▸ **WORK ITEM**
Check each line of the entries for "failed" and report the ones that have it.

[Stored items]
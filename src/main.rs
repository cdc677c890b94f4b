use typelift::cli;

fn main() -> anyhow::Result<()> {
    env_logger::Builder::from_env(env_logger::Env::default().default_filter_or("warn")).init();
    let command_line_interface = cli::CommandLineInterface::load();
    command_line_interface.run()
}
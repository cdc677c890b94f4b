//! Minimal CLI: syntax tree JSON → (typed IR JSON | outline)
use std::io::Read;
use std::path::{Path, PathBuf};

use anyhow::{bail, Context, Result};
use clap::{Args, Parser, Subcommand};
use colored::Colorize;
use rayon::prelude::*;

use crate::ast::SourceFile;
use crate::config::PipelineConfig;
use crate::error::Error;
use crate::ir::{File, Named, Type};

// ————————————————————————————————————————————————————————————————————————————
// TYPES
// ————————————————————————————————————————————————————————————————————————————

/// lift parsed type declarations into a typed IR, applying a transform pipeline
#[derive(Parser, Debug)]
#[command(name = "typelift", version)]
pub struct CommandLineInterface {
    #[command(subcommand)]
    cmd: Command,

    /// disable colored output
    #[arg(long, global = true)]
    no_color: bool,

    /// debugging: print the parsed arguments and exit
    #[arg(long, global = true)]
    no_op: bool,
}

#[derive(Subcommand, Debug)]
enum Command {
    /// lift and print the typed IR as JSON
    Lift(LiftOut),
    /// lift and print a human-readable outline
    Outline(OutlineOut),
}

#[derive(Args, Debug, Clone)]
struct InputSettings {
    /// JSON Pointer to select the syntax tree in each document (e.g. /result/file)
    #[arg(long)]
    json_pointer: Option<String>,

    /// JQ pre-process filter for each document; every output is lifted
    #[arg(long)]
    jq_expr: Option<String>,

    /// transform pipeline (JSON)
    #[arg(long, short)]
    transforms: Option<PathBuf>,

    /// package name for the output (defaults to the pipeline's, then the source's)
    #[arg(long, short)]
    package: Option<String>,

    /// One or more inputs. May be literal paths or quoted glob patterns or '-' for stdin
    #[arg(long, short, num_args = 1.., required = true)]
    input: Vec<String>,
}

#[derive(clap::Parser, Debug)]
struct LiftOut {
    #[command(flatten)]
    input_settings: InputSettings,

    /// output .json file (stdout if omitted)
    #[arg(short, long)]
    out: Option<PathBuf>,
}

#[derive(clap::Parser, Debug)]
struct OutlineOut {
    #[command(flatten)]
    input_settings: InputSettings,
}

/// One syntax tree and where it came from.
#[derive(Debug)]
struct Document {
    origin: String,
    source: SourceFile,
}

// ————————————————————————————————————————————————————————————————————————————
// IMPLEMENTATION
// ————————————————————————————————————————————————————————————————————————————

impl InputSettings {
    fn load_documents(&self) -> Result<Vec<Document>> {
        let mut documents = Vec::new();
        for source_path in resolve_file_path_patterns(&self.input)? {
            let origin = source_path.to_string_lossy().to_string();
            let bytes = read_source(&source_path)?;
            let json_value = crate::path_de::from_slice_with_path::<serde_json::Value>(&bytes)
                .map_err(|message| Error::Decode {
                    what: "JSON document",
                    origin: origin.clone(),
                    message,
                })?;

            let values = match self.jq_expr.as_ref() {
                None => vec![json_value],
                Some(jq_expr) => crate::jq_exec::select_documents(jq_expr, &json_value)
                    .map_err(|e| Error::Jq { origin: origin.clone(), message: format!("{e:#}") })?,
            };

            for value in values {
                let value = match self.json_pointer.as_deref() {
                    None => value,
                    Some(pointer) => value.pointer(pointer).cloned().ok_or_else(|| Error::Pointer {
                        pointer: pointer.to_string(),
                        origin: origin.clone(),
                    })?,
                };
                let source = crate::path_de::from_value_with_path::<SourceFile>(value)
                    .map_err(|message| Error::Decode {
                        what: "syntax tree",
                        origin: origin.clone(),
                        message,
                    })?;
                documents.push(Document { origin: origin.clone(), source });
            }
        }
        Ok(documents)
    }

    /// Lifts every document in parallel. Each one gets its own transform
    /// list, built from the shared pipeline.
    fn lift_all(&self) -> Result<Vec<File>> {
        let pipeline = match self.transforms.as_deref() {
            Some(path) => PipelineConfig::load(path)?,
            None => PipelineConfig::default(),
        };
        let package = self
            .package
            .clone()
            .or_else(|| pipeline.package.clone())
            .unwrap_or_default();

        let documents = self.load_documents()?;
        documents
            .par_iter()
            .map(|doc| -> Result<File> {
                log::info!("lifting {} (package {})", doc.origin, doc.source.package);
                let transforms = pipeline.build()?;
                Ok(File::from_ast(&doc.source, &package, transforms))
            })
            .collect()
    }
}

impl CommandLineInterface {
    pub fn load() -> Self {
        Self::parse()
    }
    pub fn run(&self) -> Result<()> {
        if self.no_color {
            colored::control::set_override(false);
        }
        // debug path
        if self.no_op {
            eprintln!("{self:#?}");
            return Ok(());
        }
        match &self.cmd {
            Command::Lift(target) => {
                let files = target.input_settings.lift_all()?;
                let json_src = match files.as_slice() {
                    [single] => serde_json::to_string_pretty(single)?,
                    many => serde_json::to_string_pretty(many)?,
                };
                if let Some(out) = target.out.as_ref() {
                    write_output(out, &json_src)?;
                } else {
                    println!("{json_src}");
                }
            }
            Command::Outline(target) => {
                for file in target.input_settings.lift_all()? {
                    print!("{}", outline(&file));
                }
            }
        }
        Ok(())
    }
}

// ————————————————————————————————————————————————————————————————————————————
// INTERNAL HELPERS
// ————————————————————————————————————————————————————————————————————————————

fn read_source(path: &Path) -> Result<Vec<u8>, Error> {
    let io_error = |source| Error::Io { path: path.to_path_buf(), source };
    if path == Path::new("-") {
        let mut bytes = Vec::new();
        std::io::stdin().read_to_end(&mut bytes).map_err(io_error)?;
        return Ok(bytes);
    }
    std::fs::read(path).map_err(io_error)
}

fn write_output(out: &Path, contents: &str) -> Result<()> {
    if let Some(parent) = out.parent().filter(|p| !p.as_os_str().is_empty()) {
        std::fs::create_dir_all(parent)
            .with_context(|| format!("failed to create {}", parent.display()))?;
    }
    std::fs::write(out, contents).with_context(|| format!("failed to write {}", out.display()))
}

fn outline(file: &File) -> String {
    let mut out = format!("{} {}\n", "package".bold(), file.package.green());
    for (key, import) in &file.imports {
        out.push_str(&format!("  {} {} {:?}\n", "import".bold(), key.cyan(), import.path));
    }
    for ty in &file.code {
        match ty {
            Type::Plain(t) => {
                out.push_str(&format!("  {} {} {}\n", "type".bold(), t.name.yellow(), t.ty))
            }
            Type::Array(t) => {
                out.push_str(&format!("  {} {} []{}\n", "type".bold(), t.name.yellow(), t.ty))
            }
            Type::Map(t) => out.push_str(&format!(
                "  {} {} map[{}]{}\n",
                "type".bold(),
                t.name.yellow(),
                t.key_type,
                t.value_type
            )),
            Type::Struct(st) => {
                out.push_str(&format!("  {} {} struct\n", "type".bold(), st.name.yellow()));
                for field in &st.fields {
                    let tags = field
                        .tags
                        .iter()
                        .map(|(k, v)| format!("{k}:{:?}", v.join(",")))
                        .collect::<Vec<_>>()
                        .join(" ");
                    let rendered = match &field.ty {
                        Type::Plain(t) => t.ty.clone(),
                        Type::Array(t) => format!("[]{}", t.ty),
                        Type::Map(t) => format!("map[{}]{}", t.key_type, t.value_type),
                        Type::Struct(_) => "struct{...}".to_string(),
                    };
                    let name = if field.name().is_empty() { "(embedded)" } else { field.name() };
                    if tags.is_empty() {
                        out.push_str(&format!("    {} {}\n", name, rendered));
                    } else {
                        out.push_str(&format!("    {} {} {}\n", name, rendered, tags.dimmed()));
                    }
                }
            }
        }
    }
    out
}

fn resolve_file_path_patterns<I>(patterns: I) -> Result<Vec<PathBuf>>
where
    I: IntoIterator,
    I::Item: AsRef<str>,
{
    fn has_glob_chars(s: &str) -> bool {
        // Minimal glob detection for the `glob` crate syntax.
        s.bytes().any(|b| matches!(b, b'*' | b'?' | b'[' | b'{' ))
    }

    let mut out = Vec::<PathBuf>::new();

    for raw in patterns {
        let pattern = raw.as_ref();

        if has_glob_chars(pattern) {
            let mut matched_any = false;
            for entry in glob::glob(pattern)? {
                out.push(entry?);
                matched_any = true;
            }
            if !matched_any {
                // Pattern was explicitly a glob but matched nothing -> surface as an error
                bail!("glob pattern matched no files: {pattern}");
            }
        } else {
            // Treat as a literal path ('-' is stdin)
            out.push(PathBuf::from(pattern));
        }
    }

    Ok(out)
}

▸ **ANSWER TO THE EXERCISE**
            .with_context(|| format!("failed to create {}", parent.display()))?;
    std::fs::write(out, contents).with_context(|| format!("failed to write {}", out.display()))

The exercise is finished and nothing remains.